→ ASSIGNMENT
Take from the records below each line that holds "SignatureMismatch".
[Opening RECORDED DATA section]
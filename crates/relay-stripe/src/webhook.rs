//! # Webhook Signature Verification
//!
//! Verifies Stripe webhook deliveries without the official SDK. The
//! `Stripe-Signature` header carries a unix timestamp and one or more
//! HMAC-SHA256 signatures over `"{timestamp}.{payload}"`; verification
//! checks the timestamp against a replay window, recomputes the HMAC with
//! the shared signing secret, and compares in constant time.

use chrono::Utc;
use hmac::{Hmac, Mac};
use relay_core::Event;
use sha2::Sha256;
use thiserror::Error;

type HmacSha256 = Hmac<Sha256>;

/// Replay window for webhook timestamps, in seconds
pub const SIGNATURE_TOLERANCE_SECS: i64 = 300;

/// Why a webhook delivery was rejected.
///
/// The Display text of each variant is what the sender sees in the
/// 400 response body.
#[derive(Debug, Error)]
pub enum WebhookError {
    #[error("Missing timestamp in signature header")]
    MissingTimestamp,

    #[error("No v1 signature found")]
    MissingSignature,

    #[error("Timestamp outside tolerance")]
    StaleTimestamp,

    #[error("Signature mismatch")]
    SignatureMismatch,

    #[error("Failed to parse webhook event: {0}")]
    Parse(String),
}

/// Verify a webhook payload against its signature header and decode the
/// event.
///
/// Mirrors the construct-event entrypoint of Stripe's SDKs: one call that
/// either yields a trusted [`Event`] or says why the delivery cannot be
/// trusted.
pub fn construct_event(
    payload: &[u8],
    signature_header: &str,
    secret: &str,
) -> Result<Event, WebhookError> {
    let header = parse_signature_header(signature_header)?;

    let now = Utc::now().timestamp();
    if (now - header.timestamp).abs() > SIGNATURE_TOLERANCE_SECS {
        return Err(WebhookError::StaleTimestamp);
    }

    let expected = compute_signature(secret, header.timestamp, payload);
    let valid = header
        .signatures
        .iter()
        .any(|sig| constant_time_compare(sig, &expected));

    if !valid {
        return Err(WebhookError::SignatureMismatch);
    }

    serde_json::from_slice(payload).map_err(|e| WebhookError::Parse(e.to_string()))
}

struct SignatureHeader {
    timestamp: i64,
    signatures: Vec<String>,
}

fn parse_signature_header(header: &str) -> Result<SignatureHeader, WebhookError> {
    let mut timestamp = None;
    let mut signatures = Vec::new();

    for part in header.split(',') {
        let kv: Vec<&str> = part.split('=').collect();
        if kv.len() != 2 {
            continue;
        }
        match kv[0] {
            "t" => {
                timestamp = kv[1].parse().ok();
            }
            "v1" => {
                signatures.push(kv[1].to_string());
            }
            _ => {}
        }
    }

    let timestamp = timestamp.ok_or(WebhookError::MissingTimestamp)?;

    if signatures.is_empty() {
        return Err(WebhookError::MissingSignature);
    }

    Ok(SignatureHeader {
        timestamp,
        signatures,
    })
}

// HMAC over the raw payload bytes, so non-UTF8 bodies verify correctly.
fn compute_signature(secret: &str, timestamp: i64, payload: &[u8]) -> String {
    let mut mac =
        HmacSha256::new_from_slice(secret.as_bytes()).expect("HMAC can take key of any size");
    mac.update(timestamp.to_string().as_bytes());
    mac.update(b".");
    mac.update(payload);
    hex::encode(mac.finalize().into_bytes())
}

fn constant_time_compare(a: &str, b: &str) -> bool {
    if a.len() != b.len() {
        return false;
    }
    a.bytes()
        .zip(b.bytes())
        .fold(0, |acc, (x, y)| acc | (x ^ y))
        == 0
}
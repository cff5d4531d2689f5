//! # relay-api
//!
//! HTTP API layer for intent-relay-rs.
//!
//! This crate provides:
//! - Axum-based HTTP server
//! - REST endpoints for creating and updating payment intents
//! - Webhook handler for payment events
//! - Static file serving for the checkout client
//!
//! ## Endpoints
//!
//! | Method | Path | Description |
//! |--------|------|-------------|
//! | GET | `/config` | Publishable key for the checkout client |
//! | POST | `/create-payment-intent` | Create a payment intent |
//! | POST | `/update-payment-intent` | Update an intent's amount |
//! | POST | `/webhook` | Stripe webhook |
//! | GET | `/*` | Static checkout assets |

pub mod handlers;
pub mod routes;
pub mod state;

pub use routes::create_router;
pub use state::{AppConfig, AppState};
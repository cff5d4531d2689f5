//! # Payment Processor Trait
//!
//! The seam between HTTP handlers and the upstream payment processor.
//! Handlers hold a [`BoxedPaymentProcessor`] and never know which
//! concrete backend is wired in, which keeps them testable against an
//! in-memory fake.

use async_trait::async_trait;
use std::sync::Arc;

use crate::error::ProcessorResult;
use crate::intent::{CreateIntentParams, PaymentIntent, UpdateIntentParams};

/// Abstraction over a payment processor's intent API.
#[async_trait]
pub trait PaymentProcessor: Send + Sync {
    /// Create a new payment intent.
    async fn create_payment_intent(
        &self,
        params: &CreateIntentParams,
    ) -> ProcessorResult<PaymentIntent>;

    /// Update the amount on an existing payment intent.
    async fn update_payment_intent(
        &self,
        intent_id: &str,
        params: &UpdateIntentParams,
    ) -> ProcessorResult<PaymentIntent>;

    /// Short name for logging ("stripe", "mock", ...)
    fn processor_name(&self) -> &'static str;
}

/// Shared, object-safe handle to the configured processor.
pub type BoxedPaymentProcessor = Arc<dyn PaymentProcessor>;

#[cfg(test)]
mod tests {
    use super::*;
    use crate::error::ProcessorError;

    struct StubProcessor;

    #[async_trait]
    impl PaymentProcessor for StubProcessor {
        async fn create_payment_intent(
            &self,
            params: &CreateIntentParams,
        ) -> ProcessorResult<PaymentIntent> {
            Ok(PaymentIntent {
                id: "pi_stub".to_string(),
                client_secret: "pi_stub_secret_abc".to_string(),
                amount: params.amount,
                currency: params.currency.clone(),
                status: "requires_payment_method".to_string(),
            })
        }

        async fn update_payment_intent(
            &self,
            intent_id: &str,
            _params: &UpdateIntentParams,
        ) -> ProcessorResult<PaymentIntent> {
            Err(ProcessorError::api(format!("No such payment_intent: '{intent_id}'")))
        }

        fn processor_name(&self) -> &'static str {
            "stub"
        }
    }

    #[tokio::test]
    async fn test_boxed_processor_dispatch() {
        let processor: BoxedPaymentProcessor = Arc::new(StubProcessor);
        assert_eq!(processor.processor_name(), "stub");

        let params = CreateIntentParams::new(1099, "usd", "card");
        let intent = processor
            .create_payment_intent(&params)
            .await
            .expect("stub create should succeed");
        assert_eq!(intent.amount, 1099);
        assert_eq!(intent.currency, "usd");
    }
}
[Closing RECORDED DATA section]
[Opening RECORDED DATA section]
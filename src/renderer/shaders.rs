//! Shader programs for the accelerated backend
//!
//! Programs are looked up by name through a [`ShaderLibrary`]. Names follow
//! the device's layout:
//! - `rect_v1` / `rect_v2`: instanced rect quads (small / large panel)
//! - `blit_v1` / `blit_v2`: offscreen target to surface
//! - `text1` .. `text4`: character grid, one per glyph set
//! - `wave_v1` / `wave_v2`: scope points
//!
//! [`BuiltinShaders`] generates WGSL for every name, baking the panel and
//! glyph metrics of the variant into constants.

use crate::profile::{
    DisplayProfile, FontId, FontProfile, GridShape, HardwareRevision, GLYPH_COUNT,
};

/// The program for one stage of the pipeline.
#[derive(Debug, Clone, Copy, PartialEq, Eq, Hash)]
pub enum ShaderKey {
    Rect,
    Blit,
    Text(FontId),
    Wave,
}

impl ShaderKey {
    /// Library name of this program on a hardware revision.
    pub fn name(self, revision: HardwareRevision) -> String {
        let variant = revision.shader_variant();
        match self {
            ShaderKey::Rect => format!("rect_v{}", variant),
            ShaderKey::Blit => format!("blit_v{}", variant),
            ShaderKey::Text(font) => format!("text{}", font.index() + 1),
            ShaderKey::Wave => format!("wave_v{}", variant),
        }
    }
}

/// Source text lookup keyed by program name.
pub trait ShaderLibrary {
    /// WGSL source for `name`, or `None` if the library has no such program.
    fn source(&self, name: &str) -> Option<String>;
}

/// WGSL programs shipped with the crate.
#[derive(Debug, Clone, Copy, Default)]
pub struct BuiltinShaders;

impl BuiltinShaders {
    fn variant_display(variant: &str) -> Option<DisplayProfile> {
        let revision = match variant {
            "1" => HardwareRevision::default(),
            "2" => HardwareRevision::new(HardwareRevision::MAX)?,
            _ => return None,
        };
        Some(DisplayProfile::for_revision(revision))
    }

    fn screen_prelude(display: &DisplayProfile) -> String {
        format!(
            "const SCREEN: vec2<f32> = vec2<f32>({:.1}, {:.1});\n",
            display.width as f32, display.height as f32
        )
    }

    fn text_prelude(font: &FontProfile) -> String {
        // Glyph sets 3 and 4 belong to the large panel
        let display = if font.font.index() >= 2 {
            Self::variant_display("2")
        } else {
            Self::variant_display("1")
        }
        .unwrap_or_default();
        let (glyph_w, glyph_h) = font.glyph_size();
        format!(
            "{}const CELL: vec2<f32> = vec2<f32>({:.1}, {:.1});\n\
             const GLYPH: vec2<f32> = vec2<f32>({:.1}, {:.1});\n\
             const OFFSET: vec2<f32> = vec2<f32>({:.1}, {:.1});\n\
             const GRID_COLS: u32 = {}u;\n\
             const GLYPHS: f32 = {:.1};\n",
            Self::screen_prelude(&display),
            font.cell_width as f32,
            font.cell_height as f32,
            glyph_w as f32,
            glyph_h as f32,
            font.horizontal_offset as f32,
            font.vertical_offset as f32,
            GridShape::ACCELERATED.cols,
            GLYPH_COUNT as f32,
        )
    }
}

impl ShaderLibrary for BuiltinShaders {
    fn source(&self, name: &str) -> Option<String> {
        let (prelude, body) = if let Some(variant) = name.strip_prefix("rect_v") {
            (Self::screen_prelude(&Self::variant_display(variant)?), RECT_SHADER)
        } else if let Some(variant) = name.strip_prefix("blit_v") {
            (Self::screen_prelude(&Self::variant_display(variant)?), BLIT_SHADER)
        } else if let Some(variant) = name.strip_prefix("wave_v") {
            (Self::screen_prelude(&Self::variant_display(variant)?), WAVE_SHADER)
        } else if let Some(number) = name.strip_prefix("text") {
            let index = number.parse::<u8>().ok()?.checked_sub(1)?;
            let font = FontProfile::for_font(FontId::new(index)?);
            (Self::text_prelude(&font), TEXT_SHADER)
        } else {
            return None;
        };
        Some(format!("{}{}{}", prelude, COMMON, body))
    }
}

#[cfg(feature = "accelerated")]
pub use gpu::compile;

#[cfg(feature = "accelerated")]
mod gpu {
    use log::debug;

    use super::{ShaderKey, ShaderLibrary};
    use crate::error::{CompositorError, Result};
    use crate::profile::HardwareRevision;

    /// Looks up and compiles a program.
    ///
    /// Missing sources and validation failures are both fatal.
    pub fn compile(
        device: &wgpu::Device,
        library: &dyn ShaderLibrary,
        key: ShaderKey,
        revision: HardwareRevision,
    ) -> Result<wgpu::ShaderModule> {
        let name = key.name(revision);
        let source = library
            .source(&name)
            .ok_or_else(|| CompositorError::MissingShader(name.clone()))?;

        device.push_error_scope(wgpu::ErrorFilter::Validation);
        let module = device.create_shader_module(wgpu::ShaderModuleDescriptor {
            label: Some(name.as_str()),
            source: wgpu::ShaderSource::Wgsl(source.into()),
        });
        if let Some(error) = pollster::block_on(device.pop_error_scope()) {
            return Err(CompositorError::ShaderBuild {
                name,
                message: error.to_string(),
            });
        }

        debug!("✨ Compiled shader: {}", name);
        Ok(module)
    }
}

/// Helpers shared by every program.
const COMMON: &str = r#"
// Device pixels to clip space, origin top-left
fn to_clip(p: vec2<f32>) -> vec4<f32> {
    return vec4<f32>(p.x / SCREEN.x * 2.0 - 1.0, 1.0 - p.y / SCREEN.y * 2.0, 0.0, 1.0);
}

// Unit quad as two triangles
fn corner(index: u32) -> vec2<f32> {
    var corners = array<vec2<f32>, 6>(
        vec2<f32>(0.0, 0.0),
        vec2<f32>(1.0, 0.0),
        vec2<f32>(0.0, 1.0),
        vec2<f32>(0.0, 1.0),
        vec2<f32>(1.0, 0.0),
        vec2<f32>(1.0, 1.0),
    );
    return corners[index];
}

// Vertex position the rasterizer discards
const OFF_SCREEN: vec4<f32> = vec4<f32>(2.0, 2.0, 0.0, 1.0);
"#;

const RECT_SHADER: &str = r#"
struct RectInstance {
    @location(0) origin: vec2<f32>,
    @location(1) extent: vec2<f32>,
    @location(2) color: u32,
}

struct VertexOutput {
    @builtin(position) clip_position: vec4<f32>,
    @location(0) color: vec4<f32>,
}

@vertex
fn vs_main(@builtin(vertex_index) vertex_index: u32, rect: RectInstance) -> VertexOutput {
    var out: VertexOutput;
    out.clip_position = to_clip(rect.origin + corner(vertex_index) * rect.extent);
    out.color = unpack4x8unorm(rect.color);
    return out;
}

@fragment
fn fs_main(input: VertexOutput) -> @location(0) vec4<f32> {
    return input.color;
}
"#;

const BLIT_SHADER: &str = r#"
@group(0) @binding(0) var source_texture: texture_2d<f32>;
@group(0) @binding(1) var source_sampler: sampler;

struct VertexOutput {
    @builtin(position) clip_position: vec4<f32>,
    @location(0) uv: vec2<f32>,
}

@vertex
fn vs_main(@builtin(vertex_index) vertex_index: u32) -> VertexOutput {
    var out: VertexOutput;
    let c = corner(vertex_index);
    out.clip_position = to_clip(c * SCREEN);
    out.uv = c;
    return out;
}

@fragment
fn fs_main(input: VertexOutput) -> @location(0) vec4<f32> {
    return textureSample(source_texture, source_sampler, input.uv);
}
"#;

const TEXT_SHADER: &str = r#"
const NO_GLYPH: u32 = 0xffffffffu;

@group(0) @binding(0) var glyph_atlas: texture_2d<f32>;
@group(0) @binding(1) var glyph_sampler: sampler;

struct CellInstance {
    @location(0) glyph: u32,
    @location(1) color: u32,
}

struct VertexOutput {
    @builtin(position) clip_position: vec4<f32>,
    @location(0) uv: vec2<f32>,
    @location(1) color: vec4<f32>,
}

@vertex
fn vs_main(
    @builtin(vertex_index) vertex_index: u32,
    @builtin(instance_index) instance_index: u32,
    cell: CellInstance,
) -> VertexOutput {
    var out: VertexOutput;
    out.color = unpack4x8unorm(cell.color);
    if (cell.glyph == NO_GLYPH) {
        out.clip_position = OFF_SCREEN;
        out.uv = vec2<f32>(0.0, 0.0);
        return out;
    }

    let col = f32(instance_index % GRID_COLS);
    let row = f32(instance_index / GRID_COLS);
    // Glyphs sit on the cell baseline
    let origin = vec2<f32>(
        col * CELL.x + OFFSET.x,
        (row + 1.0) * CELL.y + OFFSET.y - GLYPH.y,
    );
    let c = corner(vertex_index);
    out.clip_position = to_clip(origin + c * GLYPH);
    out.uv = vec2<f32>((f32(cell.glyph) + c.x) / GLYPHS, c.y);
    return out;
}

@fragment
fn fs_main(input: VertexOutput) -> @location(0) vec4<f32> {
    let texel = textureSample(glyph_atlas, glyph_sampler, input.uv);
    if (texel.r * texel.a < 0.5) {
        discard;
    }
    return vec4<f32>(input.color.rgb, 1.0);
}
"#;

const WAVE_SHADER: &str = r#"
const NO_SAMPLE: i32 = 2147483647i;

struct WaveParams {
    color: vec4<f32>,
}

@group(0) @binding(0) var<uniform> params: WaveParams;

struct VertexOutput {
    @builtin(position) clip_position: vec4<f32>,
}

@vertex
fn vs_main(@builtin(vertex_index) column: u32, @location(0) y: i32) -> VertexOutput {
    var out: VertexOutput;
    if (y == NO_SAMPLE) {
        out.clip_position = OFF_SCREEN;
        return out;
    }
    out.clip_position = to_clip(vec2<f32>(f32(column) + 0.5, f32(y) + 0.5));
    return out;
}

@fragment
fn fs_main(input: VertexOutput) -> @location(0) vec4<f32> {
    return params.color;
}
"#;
[Closing RECORDED DATA section]
→ RESPONSE TO THE TASK
    SignatureMismatch,
        return Err(WebhookError::SignatureMismatch);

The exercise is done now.